C++20 Is Feature Complete; Here’s What Changes Are Coming - jandeboevrie
https://hackaday.com/2019/07/30/c20-is-feature-complete-heres-what-changes-are-coming/
======
ncmncm
This article might seem confusing.

That's because it is. There is hardly a paragraph in it that is wholly
correct, where they actually mean anything.

C++ itself is much easier to understand than the article.

The real purpose for all the constexpr-related apparatus, as well as much of
Concepts, is to make it much rarer that anybody needs to do "template
metaprogramming". Instead of writing Template Metaprograms to run at compile
time (a very strange functional pattern-matching language practically nothing
like C++) you can usually write ordinary C++ code.

Coroutines are a new flow control primitive showing up in lots of languages
lately. The C++ version is the same as the others.

The main benefit you will see from Concepts is overwhelmingly better error
messages when you misuse a library component, whether Standard or your own.

Modules is a big step toward enabling a modern build infrastructure, as
already seen in lots of newer languages that got benefit of hindsight.

All the old stuff is still there, because billions of lines of old code still
use it.

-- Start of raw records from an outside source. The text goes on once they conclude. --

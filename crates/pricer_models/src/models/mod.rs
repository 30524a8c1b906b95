//! Stochastic models for Monte Carlo simulation.
//!
//! - [`heston`]: Heston stochastic volatility (`HestonParameters`,
//!   `HestonModel` with the Milstein step)
//!
//! Models hold immutable parameters; a model value is built per pricing
//! call and passed explicitly to the simulator, never stored globally.

pub mod heston;

pub use heston::{
    HestonError, HestonModel, HestonParamIndex, HestonParameters, DEFAULT_VARIANCE_CEILING,
};
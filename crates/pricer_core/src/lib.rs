//! # pricer_core: Foundation Layer for Heston Autocallable Pricing
//!
//! ## Layer 1 (Foundation) Role
//!
//! pricer_core is the bottom layer of the 3-layer workspace, providing:
//! - Time types: `Date`, `DayCountConvention` (`types::time`)
//! - Error types: `DateError`, `SolverError` (`types::error`)
//! - Market snapshots: `MarketEnvironment`, `VolSurface` (`market_data`)
//! - Bounded nonlinear least squares: `LevenbergMarquardtSolver` (`math::solvers`)
//!
//! ## Zero Dependency Principle
//!
//! Layer 1 has no dependencies on other pricer_* crates, with minimal external dependencies:
//! - chrono: Date arithmetic
//! - thiserror: Error derivation
//! - tracing: Solver progress events
//! - serde: Serialisation support (optional)
//!
//! ## Usage Examples
//!
//! ```rust
//! use pricer_core::market_data::MarketEnvironment;
//! use pricer_core::types::{Date, DayCountConvention};
//!
//! let valuation = Date::from_ymd(2024, 7, 20).unwrap();
//! let env = MarketEnvironment::builder(valuation, 79.98)
//!     .risk_free_rate(0.02)
//!     .dividend_yield(0.028)
//!     .day_count(DayCountConvention::Actual360)
//!     .build()
//!     .unwrap();
//!
//! let payment = Date::from_ymd(2025, 1, 20).unwrap();
//! let df = env.discount_factor_to(payment);
//! assert!(df < 1.0 && df > 0.98);
//! ```
//!
//! ## Feature Flags
//!
//! - `serde` (default): Enable serialisation for Date, DayCountConvention and market snapshots

#![deny(missing_docs)]
#![deny(rustdoc::broken_intra_doc_links)]
#![deny(rustdoc::private_intra_doc_links)]

pub mod market_data;
pub mod math;
pub mod types;
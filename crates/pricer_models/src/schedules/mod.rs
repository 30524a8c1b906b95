//! Observation schedule generation for structured notes.
//!
//! This module provides:
//! - [`ObservationSchedule`]: Strictly increasing observation dates
//! - [`ObservationScheduleBuilder`]: Forward generation from a start date
//! - [`Frequency`]: Observation frequency (Annual, SemiAnnual, Quarterly, Monthly)
//!
//! # Examples
//!
//! ```
//! use pricer_models::schedules::{Frequency, ObservationScheduleBuilder};
//! use pricer_core::types::Date;
//!
//! let schedule = ObservationScheduleBuilder::new()
//!     .start(Date::from_ymd(2024, 1, 15).unwrap())
//!     .end(Date::from_ymd(2026, 1, 15).unwrap())
//!     .frequency(Frequency::SemiAnnual)
//!     .build()
//!     .unwrap();
//!
//! assert_eq!(schedule.len(), 4);
//! ```

mod error;
mod frequency;
mod schedule;

pub use error::ScheduleError;
pub use frequency::Frequency;
pub use schedule::{ObservationSchedule, ObservationScheduleBuilder};
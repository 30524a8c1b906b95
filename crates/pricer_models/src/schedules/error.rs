//! Schedule generation error types.

use pricer_core::types::{Date, DateError};
use thiserror::Error;

/// Errors that can occur during schedule generation.
#[derive(Debug, Error, Clone, PartialEq, Eq)]
pub enum ScheduleError {
    /// First observation must be on or before the final observation.
    #[error("First observation {first} is after final observation {last}")]
    InvalidDateRange {
        /// First observation date.
        first: Date,
        /// Final observation date.
        last: Date,
    },

    /// Missing required field in builder.
    #[error("Missing required field: {field}")]
    MissingField {
        /// The name of the missing field.
        field: &'static str,
    },

    /// Unrecognised frequency string.
    #[error("Unknown frequency: {0}")]
    UnknownFrequency(String),

    /// Date arithmetic overflow.
    #[error("Date arithmetic failed: {0}")]
    Date(#[from] DateError),
}
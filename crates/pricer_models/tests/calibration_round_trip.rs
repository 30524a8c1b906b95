//! Calibration round trip: build a surface from known parameters through
//! an oracle, then recover them from perturbed starting points.

use approx::assert_relative_eq;
use pricer_core::market_data::{MarketEnvironment, VolSurface, VolSurfacePoint};
use pricer_core::types::Date;
use pricer_models::calibration::{
    calibrate_heston, FellerPolicy, HestonCalibrationConfig, HestonCalibrator, OracleError,
};
use pricer_models::models::HestonParameters;

fn init_tracing() {
    let _ = tracing_subscriber::fmt()
        .with_env_filter(tracing_subscriber::EnvFilter::from_default_env())
        .with_test_writer()
        .try_init();
}

fn env() -> MarketEnvironment {
    MarketEnvironment::builder(Date::from_ymd(2024, 7, 20).unwrap(), 79.98)
        .risk_free_rate(0.02)
        .dividend_yield(0.028)
        .build()
        .unwrap()
}

/// Smooth stand-in for a semi-analytic Heston pricer.
///
/// ATM variance is the expected average variance over `[0, T]`; skew and
/// curvature scale with `rho sigma` and `sigma^2 (1 - rho^2)` and decay
/// with `kappa T`, so every parameter moves the surface differently.
fn synthetic_vol(p: &HestonParameters, env: &MarketEnvironment, t: f64, k: f64) -> f64 {
    let a = p.kappa() * t;
    let h = (1.0 - (-a).exp()) / a;
    let g = (1.0 - h) / a;
    let w = p.theta() + (p.v0() - p.theta()) * h;
    let x = (k / env.forward(t)).ln();
    w.sqrt()
        + p.rho() * p.sigma() * g * x / (2.0 * w.sqrt())
        + p.sigma() * p.sigma() * (1.0 - p.rho() * p.rho()) * g * x * x / (4.0 * w)
}

fn oracle(p: &HestonParameters, env: &MarketEnvironment, t: f64, k: f64) -> Result<f64, OracleError> {
    Ok(synthetic_vol(p, env, t, k))
}

fn truth() -> HestonParameters {
    HestonParameters::new(0.04, 1.5, 0.06, 0.3, -0.6).unwrap()
}

fn market_surface(env: &MarketEnvironment) -> VolSurface {
    let expiries = [
        Date::from_ymd(2024, 10, 21).unwrap(),
        Date::from_ymd(2025, 1, 20).unwrap(),
        Date::from_ymd(2025, 7, 21).unwrap(),
        Date::from_ymd(2026, 7, 20).unwrap(),
        Date::from_ymd(2027, 7, 20).unwrap(),
    ];
    let strikes: Vec<f64> = [0.8, 0.9, 1.0, 1.1, 1.2]
        .iter()
        .map(|m| m * env.spot())
        .collect();

    let mut points = Vec::new();
    for &expiry in &expiries {
        for &strike in &strikes {
            let t = env.time_to(expiry);
            let vol = synthetic_vol(&truth(), env, t, strike);
            points.push(VolSurfacePoint::from_date(env, expiry, strike, vol).unwrap());
        }
    }
    VolSurface::new(points).unwrap()
}

#[test]
fn test_round_trip_from_perturbed_guess() {
    init_tracing();
    let env = env();
    let surface = market_surface(&env);

    let guesses = [
        HestonParameters::new(0.06, 1.0, 0.05, 0.4, -0.4).unwrap(),
        HestonParameters::new(0.03, 2.0, 0.08, 0.25, -0.7).unwrap(),
    ];
    for guess in &guesses {
        let result = calibrate_heston(&surface, &env, guess, &oracle).unwrap();

        assert!(result.converged, "termination {:?}", result.diagnostics.termination);
        assert!(result.feller_satisfied);
        for (fit, expected) in result.parameters.to_array().iter().zip(truth().to_array()) {
            assert_relative_eq!(*fit, expected, max_relative = 1e-3);
        }
        assert!(result.rmse() < 1e-6);
        assert_eq!(result.diagnostics.vol_errors.len(), surface.len());
    }
}

#[test]
fn test_strict_mode_accepts_feller_consistent_fit() {
    init_tracing();
    let env = env();
    let surface = market_surface(&env);
    let guess = HestonParameters::new(0.06, 1.0, 0.05, 0.25, -0.4).unwrap();
    assert!(guess.satisfies_feller());

    let config = HestonCalibrationConfig::default().with_feller_policy(FellerPolicy::Strict);
    let result = HestonCalibrator::with_config(config)
        .calibrate(&surface, &env, &guess, &oracle)
        .unwrap();

    assert!(result.is_success());
    assert_relative_eq!(result.parameters.sigma(), 0.3, max_relative = 1e-3);
}

#[test]
fn test_persistent_oracle_failure_is_isolated() {
    init_tracing();
    let env = env();
    let surface = market_surface(&env);
    let bad = surface.points()[0];

    // One quote can never be priced; the rest still pin the parameters
    let patchy = move |p: &HestonParameters, env: &MarketEnvironment, t: f64, k: f64| {
        if t == bad.expiry && k == bad.strike {
            Err(OracleError::Retryable("characteristic function overflow".into()))
        } else {
            Ok(synthetic_vol(p, env, t, k))
        }
    };

    let guess = HestonParameters::new(0.06, 1.0, 0.05, 0.4, -0.4).unwrap();
    let result = HestonCalibrator::new()
        .calibrate(&surface, &env, &guess, &patchy)
        .unwrap();

    assert_eq!(result.diagnostics.failed_points, 1);
    assert!(result.diagnostics.vol_errors[0].is_nan());
    assert!(!result.diagnostics.is_quality_acceptable(1.0));
    for (fit, expected) in result.parameters.to_array().iter().zip(truth().to_array()) {
        assert_relative_eq!(*fit, expected, max_relative = 1e-3);
    }
}
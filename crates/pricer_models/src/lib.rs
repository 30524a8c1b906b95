//! # Pricer Models (L2: Business Logic)
//!
//! Heston model, autocallable note definitions, observation schedules and
//! calibration.
//!
//! This crate provides:
//! - The Heston parameter set and its Milstein discretisation step
//! - Autocallable note specifications with pluggable final payoffs
//! - Observation schedule generation
//! - Heston calibration to implied volatility surfaces
//!
//! ## Design Principles
//!
//! - **Validated construction**: parameter sets and notes are checked once
//!   when built and are immutable afterwards
//! - **Builder pattern** for ergonomic API with sensible defaults
//! - **Trait seams** for the parts callers supply: [`instruments::FinalPayoff`]
//!   and [`calibration::ImpliedVolOracle`]
//!
//! ## Feature Flags
//!
//! - `serde` (default): Serialisation for parameters, notes' enums and configs
//! - `parallel` (default): Price calibration surface points with rayon

#![deny(missing_docs)]
#![deny(rustdoc::broken_intra_doc_links)]
#![deny(rustdoc::private_intra_doc_links)]

pub mod calibration;
pub mod instruments;
pub mod models;
pub mod schedules;
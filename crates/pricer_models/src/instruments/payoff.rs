//! Redemption rules applied at maturity below the protection barrier.
//!
//! [`FinalPayoff`] is the extension point: implement it for a custom rule or
//! wrap a closure in [`PayoffFn`]. The default is [`CapitalAtRisk`], which
//! passes the full downside of the underlying through to the holder.

use std::fmt;

/// Redemption rule for a note that matures below its protection barrier.
///
/// `apply` returns the redemption as a fraction of notional; the cash flow
/// is `notional * apply(final_level)`.
pub trait FinalPayoff: Send + Sync {
    /// Redemption per unit notional for the final underlying level.
    fn apply(&self, final_level: f64) -> f64;

    /// Short label for logs and `Debug` output.
    fn name(&self) -> &str {
        "custom"
    }
}

/// Full downside participation: redemption `level / K`.
#[derive(Debug, Clone, Copy, PartialEq)]
pub struct CapitalAtRisk {
    strike: f64,
}

impl CapitalAtRisk {
    /// Create the rule for a strike level.
    pub fn new(strike: f64) -> Self {
        Self { strike }
    }
}

impl FinalPayoff for CapitalAtRisk {
    #[inline]
    fn apply(&self, final_level: f64) -> f64 {
        final_level / self.strike
    }

    fn name(&self) -> &str {
        "capital-at-risk"
    }
}

/// Fixed recovery regardless of the final level, e.g. a 50% floor.
#[derive(Debug, Clone, Copy, PartialEq)]
pub struct FixedRedemption {
    ratio: f64,
}

impl FixedRedemption {
    /// Create the rule for a redemption ratio.
    pub fn new(ratio: f64) -> Self {
        Self { ratio }
    }
}

impl FinalPayoff for FixedRedemption {
    #[inline]
    fn apply(&self, _final_level: f64) -> f64 {
        self.ratio
    }

    fn name(&self) -> &str {
        "fixed-redemption"
    }
}

/// Adapter turning a closure into a [`FinalPayoff`].
///
/// ```
/// use pricer_models::instruments::{FinalPayoff, PayoffFn};
///
/// // Leveraged downside: lose twice the shortfall below 100
/// let geared = PayoffFn::new(|level: f64| (1.0 - 2.0 * (100.0 - level) / 100.0).max(0.0));
/// assert_eq!(geared.apply(80.0), 0.6);
/// ```
pub struct PayoffFn<F> {
    f: F,
}

impl<F> PayoffFn<F>
where
    F: Fn(f64) -> f64 + Send + Sync,
{
    /// Wrap a closure.
    pub fn new(f: F) -> Self {
        Self { f }
    }
}

impl<F> FinalPayoff for PayoffFn<F>
where
    F: Fn(f64) -> f64 + Send + Sync,
{
    #[inline]
    fn apply(&self, final_level: f64) -> f64 {
        (self.f)(final_level)
    }
}

impl<F> fmt::Debug for PayoffFn<F> {
    fn fmt(&self, f: &mut fmt::Formatter<'_>) -> fmt::Result {
        f.write_str("PayoffFn")
    }
}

You don't have to use it in new code, but it all still works.

The biggest difference between old and new C++ code is that good new code uses
value types more, and reference types less, making everything safer.

Coding modern C++ is overwhelmingly more fun than coding C++98 was, but it is
just as fast as ever, and better than ever for writing fast, powerful, nice-
to-use, no-compromise libraries.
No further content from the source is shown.